NANOBIOSENSOR

PI: Jesús Martínez de la Fuente
Beneficiary: David Alcántara
FP7-PEOPLE-IOF-2008
(2010-2012)

The objectives are to develop sensitive, robust and versatile sensors for nucleic acids in point-of-care or in-the-field-type assays that can be used for the detection of microorganisms in third-world water supplies, food products or medical applications such as the bedside identification of blood-borne organisms that cause sepsis. The advantages of magnetic relaxation switch (MRS) methodology for point-of-care assays include its use of radiofrequency radiation rather than light (indifference to light-based interferences), and its use of solution-phase chemistry (no solid phase, no separation of free and bound as in enzyme-linked immunosorbent assays – ELISAs). The current state-of-the-art methods of identifying microorganisms are typically microscopy-based or culture-based and are not readily adaptable to such point-of-care uses.

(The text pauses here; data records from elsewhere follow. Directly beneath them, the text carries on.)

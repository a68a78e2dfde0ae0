#![allow(clippy::unwrap_used, clippy::expect_used)]

use filp_core::Kind;
use pretty_assertions::assert_eq;

use crate::{Interpreter, Status};

use super::{is_numeric_looking, is_whole_comment};

fn drain(interp: &mut Interpreter) -> Vec<String> {
    let mut values = Vec::new();
    while interp.depth() > 0 {
        values.push(interp.pop_string());
    }
    values.reverse();
    values
}

fn run(src: &str) -> (Status, Vec<String>) {
    let mut interp = Interpreter::new();
    let status = interp.execute(src);
    (status, drain(&mut interp))
}

#[test]
fn numbers_and_words() {
    assert_eq!(run("5 10 +"), (Status::Ok, vec!["15".to_string()]));
    assert_eq!(run("-5 3 +"), (Status::Ok, vec!["-2".to_string()]));
}

#[test]
fn comments_nest_and_self_close() {
    assert_eq!(run("1 /* 2 3 */ 4").1, ["1", "4"]);
    assert_eq!(run("1 /* a /* b */ c */ 2").1, ["1", "2"]);
    assert_eq!(run("1 /*x*/ 2").1, ["1", "2"]);
    assert_eq!(run("*/ 1").1, ["1"]);
}

#[test]
fn comment_token_shapes() {
    assert!(is_whole_comment(b"/*x*/"));
    assert!(is_whole_comment(b"/**/"));
    assert!(!is_whole_comment(b"/*/"));
    assert!(is_numeric_looking(b"12"));
    assert!(is_numeric_looking(b"-x"));
    assert!(!is_numeric_looking(b"x1"));
}

#[test]
fn outer_block_becomes_code() {
    let mut interp = Interpreter::new();
    assert_eq!(interp.execute("{ dup  { 1 } }"), Status::Ok);
    let top = interp.peek(1);
    assert_eq!(interp.machine.heap.kind(top), Kind::Code);
    assert_eq!(interp.pop_string(), "dup { 1 }");
}

#[test]
fn unmatched_close_brace_ends_the_call() {
    assert_eq!(run("1 } 2"), (Status::Ok, vec!["1".to_string()]));
}

#[test]
fn shebang_line_is_skipped() {
    assert_eq!(run("#!/usr/bin/filp -x\n1 2 +").1, ["3"]);
    assert_eq!(run("#!/usr/bin/filp"), (Status::Ok, vec![]));
}

#[test]
fn unknown_word_is_an_error() {
    let mut interp = Interpreter::new();
    assert_eq!(interp.execute("1 frobnicate 2"), Status::Error);
    let report = interp.take_error().unwrap();
    assert_eq!(report.name, "TOKEN_NOT_FOUND");
    assert_eq!(report.info, "frobnicate");
    assert_eq!(drain(&mut interp), ["1"]);
}

#[test]
fn barewords_are_pushed_when_enabled() {
    let mut interp = Interpreter::builder().barewords(true).build();
    assert_eq!(interp.execute("hello world"), Status::Ok);
    assert_eq!(drain(&mut interp), ["hello", "world"]);
}

#[test]
fn slash_quotes_a_name() {
    assert_eq!(run("/dup /anything").1, ["dup", "anything"]);
}

#[test]
fn dollar_reads_a_symbol() {
    assert_eq!(run("/x 4 = $x $missing").1, ["4", "[NULL]"]);
}

#[test]
fn scalar_symbol_name_pushes_itself() {
    assert_eq!(run("/x 5 = x").1, ["x"]);
}

#[test]
fn quoted_literals() {
    assert_eq!(run("'a b' \"c\\td\"").1, ["a b", "c\td"]);
    assert_eq!(run("/n 'world' = \"hello $n\"").1, ["hello world"]);
}

#[test]
fn break_and_end_stop_execution() {
    assert_eq!(run("1 break 2"), (Status::Break, vec!["1".to_string()]));
    assert_eq!(run("1 end 2"), (Status::End, vec!["1".to_string()]));
}

#[test]
fn user_word_contains_its_break() {
    assert_eq!(
        run("/w { 1 break 2 } = w 3"),
        (Status::Ok, vec!["1".to_string(), "3".to_string()])
    );
}

#[test]
fn bound_arrays_survive_incremental_sweeps() {
    let (status, stack) = run("( 1 2 3 ) /a # = 1 2 3 4 5 6 7 8 pop pop pop pop /a 2 aget");
    assert_eq!(status, Status::Ok);
    assert_eq!(stack, ["1", "2", "3", "4", "2"]);
}

#[test]
fn execute_value_runs_scalars_as_source() {
    let mut interp = Interpreter::new();
    interp.push_scalar("2 3 *").unwrap();
    let v = interp.pop();
    assert_eq!(interp.execute_value(v), Status::Ok);
    assert_eq!(interp.pop_int(), 6);

    interp.push_int(1).unwrap();
    let v = interp.pop();
    assert_eq!(interp.execute_value(v), Status::Ok);
    assert_eq!(interp.pop_int(), 1);
}
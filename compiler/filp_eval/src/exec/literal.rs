//! String literal decoding.

use filp_core::{Kind, Machine, ValueId};

/// Contents of a single-quoted token: everything up to the closing quote,
/// taken verbatim.
pub(crate) fn single_quoted(token: &[u8]) -> &[u8] {
    let body = token.get(1..).unwrap_or_default();
    let end = body.iter().position(|&c| c == b'\'').unwrap_or(body.len());
    &body[..end]
}

/// Contents of a double-quoted token with escapes decoded and `$name`
/// references replaced by the text of the named symbol.
///
/// An undefined or Null symbol interpolates as nothing. A name is a run of
/// ASCII letters and underscores; the byte that ends it is decoded
/// normally.
pub(crate) fn double_quoted(machine: &mut Machine, token: &[u8]) -> Vec<u8> {
    let mut out = Vec::with_capacity(token.len());
    let mut i = 1;

    while let Some(&c) = token.get(i) {
        match c {
            b'\\' => {
                let Some(&escaped) = token.get(i + 1) else {
                    break;
                };
                i += 2;
                match escaped {
                    b'n' => out.push(b'\n'),
                    b'r' => out.push(b'\r'),
                    b't' => out.push(b'\t'),
                    b'a' => out.push(0x07),
                    b'e' => out.push(0x1b),
                    // line continuation
                    b'\n' => {}
                    other => out.push(other),
                }
            }
            b'$' => {
                let start = i + 1;
                let len = token[start..]
                    .iter()
                    .take_while(|&&c| c.is_ascii_alphabetic() || c == b'_')
                    .count();
                interpolate(machine, &token[start..start + len], &mut out);
                i = start + len;
            }
            b'"' => break,
            other => {
                out.push(other);
                i += 1;
            }
        }
    }

    out
}

fn interpolate(machine: &mut Machine, name: &[u8], out: &mut Vec<u8>) {
    let v = match machine.find_symbol(name) {
        Some(id) => machine.symbol_value(id),
        None => ValueId::NULL,
    };
    if machine.heap.kind(v) != Kind::Null {
        out.extend_from_slice(machine.heap.text(v));
    }
}

#[cfg(test)]
mod tests;
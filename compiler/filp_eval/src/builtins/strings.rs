//! String words. Positions are 1-based.

use filp_core::ErrorKind;

use super::{scalar_operand, Word};
use crate::{Interpreter, Status};

pub(super) const WORDS: &[(&str, Word)] = &[
    ("strcat", strcat),
    (".", strcat),
    ("length", length),
    ("strlen", length),
    ("substr", substr),
    ("splice", splice),
    ("instr", instr),
    ("split", split),
];

fn len_i64(bytes: &[u8]) -> i64 {
    i64::try_from(bytes.len()).unwrap_or(i64::MAX)
}

/// Clamp a signed position into `0..=len`.
fn clamp(pos: i64, len: usize) -> usize {
    usize::try_from(pos.max(0)).map_or(len, |pos| pos.min(len))
}

fn strcat(interp: &mut Interpreter) -> Status {
    let last = interp.machine.pop();
    let first = interp.machine.pop();
    let heap = &interp.machine.heap;
    let joined = match (heap.scalar_bytes(first), heap.scalar_bytes(last)) {
        (Some(a), Some(b)) => Some([a, b].concat()),
        _ => None,
    };
    let Some(joined) = joined else {
        interp.put_null();
        interp.machine.fail(ErrorKind::ScalarExpected);
        return Status::Error;
    };
    interp.put_scalar(&joined);
    Status::Ok
}

fn length(interp: &mut Interpreter) -> Status {
    let v = interp.machine.pop();
    let Some(n) = interp.machine.heap.scalar_bytes(v).map(len_i64) else {
        interp.put_null();
        interp.machine.fail(ErrorKind::ScalarExpected);
        return Status::Error;
    };
    interp.put_int(n);
    Status::Ok
}

/// `string org num substr`: `num` bytes starting at `org`, cut short at
/// the end of the string. A non-positive `org` or `num` gives "".
fn substr(interp: &mut Interpreter) -> Status {
    let num = interp.machine.pop_int();
    let org = interp.machine.pop_int();
    let s = interp.machine.pop();
    let text = interp.machine.heap.text(s);

    let piece = if num <= 0 || org <= 0 {
        &[][..]
    } else {
        let start = clamp(org - 1, text.len());
        let end = clamp(org.saturating_sub(1).saturating_add(num), text.len());
        &text[start..end]
    };
    let piece = piece.to_vec();
    interp.put_scalar(&piece);
    Status::Ok
}

/// `string offset size new splice`: replace `size` bytes starting at
/// `offset` with `new`. Out-of-range offsets are clamped, so an offset
/// past the end appends.
fn splice(interp: &mut Interpreter) -> Status {
    let new = interp.machine.pop();
    let size = interp.machine.pop_int();
    let offset = interp.machine.pop_int();
    let s = interp.machine.pop();

    let heap = &interp.machine.heap;
    let src = heap.text(s);
    let offset = offset.saturating_sub(1);
    let keep = clamp(offset, src.len());
    let resume = clamp(offset.saturating_add(size), src.len()).max(keep);

    let mut out = Vec::with_capacity(src.len() + heap.text(new).len());
    out.extend_from_slice(&src[..keep]);
    out.extend_from_slice(heap.text(new));
    out.extend_from_slice(&src[resume..]);
    interp.put_scalar(&out);
    Status::Ok
}

/// `string needle instr`: 1-based position of the first occurrence, or 0.
fn instr(interp: &mut Interpreter) -> Status {
    let needle = interp.machine.pop();
    let s = interp.machine.pop();
    let Some(s) = scalar_operand(interp, s) else {
        return Status::Error;
    };
    let Some(needle) = scalar_operand(interp, needle) else {
        return Status::Error;
    };

    let pos = (0..s.len())
        .find(|&i| s[i..].starts_with(&needle))
        .map_or(0, |i| i + 1);
    interp.put_int(i64::try_from(pos).unwrap_or(0));
    Status::Ok
}

/// `string separators split`: a Null-terminated list of the non-empty
/// pieces between any of the separator bytes. With no separators, one
/// piece per byte.
fn split(interp: &mut Interpreter) -> Status {
    let separators = interp.machine.pop();
    let s = interp.machine.pop();
    interp.put_null();
    let Some(s) = scalar_operand(interp, s) else {
        return Status::Error;
    };
    let Some(separators) = scalar_operand(interp, separators) else {
        return Status::Error;
    };

    if separators.is_empty() {
        for byte in s.chunks(1) {
            interp.put_scalar(byte);
        }
    } else {
        for piece in s
            .split(|c| separators.contains(c))
            .filter(|piece| !piece.is_empty())
        {
            interp.put_scalar(piece);
        }
    }
    Status::Ok
}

The goal of this proposal is the development of a totally new type of reagent/instrumentation system based on a Nanobiosensor that Prof. Josephson and Prof. Weissleder have developed and termed “magnetic relaxation switches” (MRS). We propose to apply MRS for two different objectives: 1) detection of microorganisms through their specific sequences on their rRNA (outgoing phase); 2) identification of specific tumoral cells lines using MRS functionalized with specific lectins (return phase).

 

 

 

 

 

 

 

Magnetic Nanoparticles as Magnetic Relaxation Switch Based Biosensors. An analyte induces nanoparticles to switch between clustered and dispersed states and water's T2 (spin-spin relaxation time) changes [1-3].